- WHAT IS NEEDED
Pick every line out of the entries below that holds the string "TileKind", and report them.

MATERIAL FOR THIS TASK: Begin

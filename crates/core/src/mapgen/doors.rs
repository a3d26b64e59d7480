//! Door placement at one-tile-wide corridor mouths.

use crate::config::GenerationConfig;
use crate::floor::Room;
use crate::grid::TileGrid;
use crate::rng::DungeonRng;
use crate::tile::{Door, TileKind};
use crate::types::Pos;

#[derive(Clone, Copy, Debug, PartialEq, Eq)]
enum Axis {
    /// Corridor runs north-south; its sides are west and east.
    Vertical,
    /// Corridor runs west-east; its sides are north and south.
    Horizontal,
}

fn is_open_floor(grid: &TileGrid, pos: Pos) -> bool {
    grid.kind_at(pos).is_some_and(TileKind::is_floor_like)
}

/// Off-grid, void and wall cells all close off a corridor side.
fn is_blocked(grid: &TileGrid, pos: Pos) -> bool {
    matches!(grid.kind_at(pos), None | Some(TileKind::Void | TileKind::Wall))
}

fn is_narrow_corridor(grid: &TileGrid, pos: Pos, axis: Axis) -> bool {
    if !is_open_floor(grid, pos) {
        return false;
    }
    let (a, b) = match axis {
        Axis::Vertical => (pos.offset(-1, 0), pos.offset(1, 0)),
        Axis::Horizontal => (pos.offset(0, -1), pos.offset(0, 1)),
    };
    is_blocked(grid, a) && is_blocked(grid, b)
}

/// Rim cells of `room` where a narrow corridor enters, scanning the top,
/// bottom, left and right edges in that order.
pub(super) fn door_candidates(grid: &TileGrid, room: &Room) -> Vec<Pos> {
    let top = room.y;
    let bottom = room.y + room.height - 1;
    let left = room.x;
    let right = room.x + room.width - 1;

    let horizontal_edges = [(top, -1), (bottom, 1)];
    let vertical_edges = [(left, -1), (right, 1)];

    let mut candidates = Vec::new();
    for (y, outward) in horizontal_edges {
        for x in room.x + 1..right {
            let edge = Pos::new(x, y);
            let outside = edge.offset(0, outward);
            if is_open_floor(grid, edge) && is_narrow_corridor(grid, outside, Axis::Vertical) {
                candidates.push(edge);
            }
        }
    }
    for (x, outward) in vertical_edges {
        for y in room.y + 1..bottom {
            let edge = Pos::new(x, y);
            let outside = edge.offset(outward, 0);
            if is_open_floor(grid, edge) && is_narrow_corridor(grid, outside, Axis::Horizontal) {
                candidates.push(edge);
            }
        }
    }
    candidates
}

pub(super) fn add_doors_to_room(
    grid: &mut TileGrid,
    room: &Room,
    config: &GenerationConfig,
    rng: &mut DungeonRng,
) -> usize {
    let mut placed = 0;
    for pos in door_candidates(grid, room) {
        if rng.chance(config.door_chance) {
            let locked = rng.chance(config.locked_door_chance);
            grid.set_kind(pos, TileKind::Door(Door::closed(locked)));
            placed += 1;
        }
    }
    placed
}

MATERIAL FOR THIS TASK: End

- COMPLETED EXERCISE
use crate::tile::{Door, TileKind};
    grid.kind_at(pos).is_some_and(TileKind::is_floor_like)
    matches!(grid.kind_at(pos), None | Some(TileKind::Void | TileKind::Wall))
            grid.set_kind(pos, TileKind::Door(Door::closed(locked)));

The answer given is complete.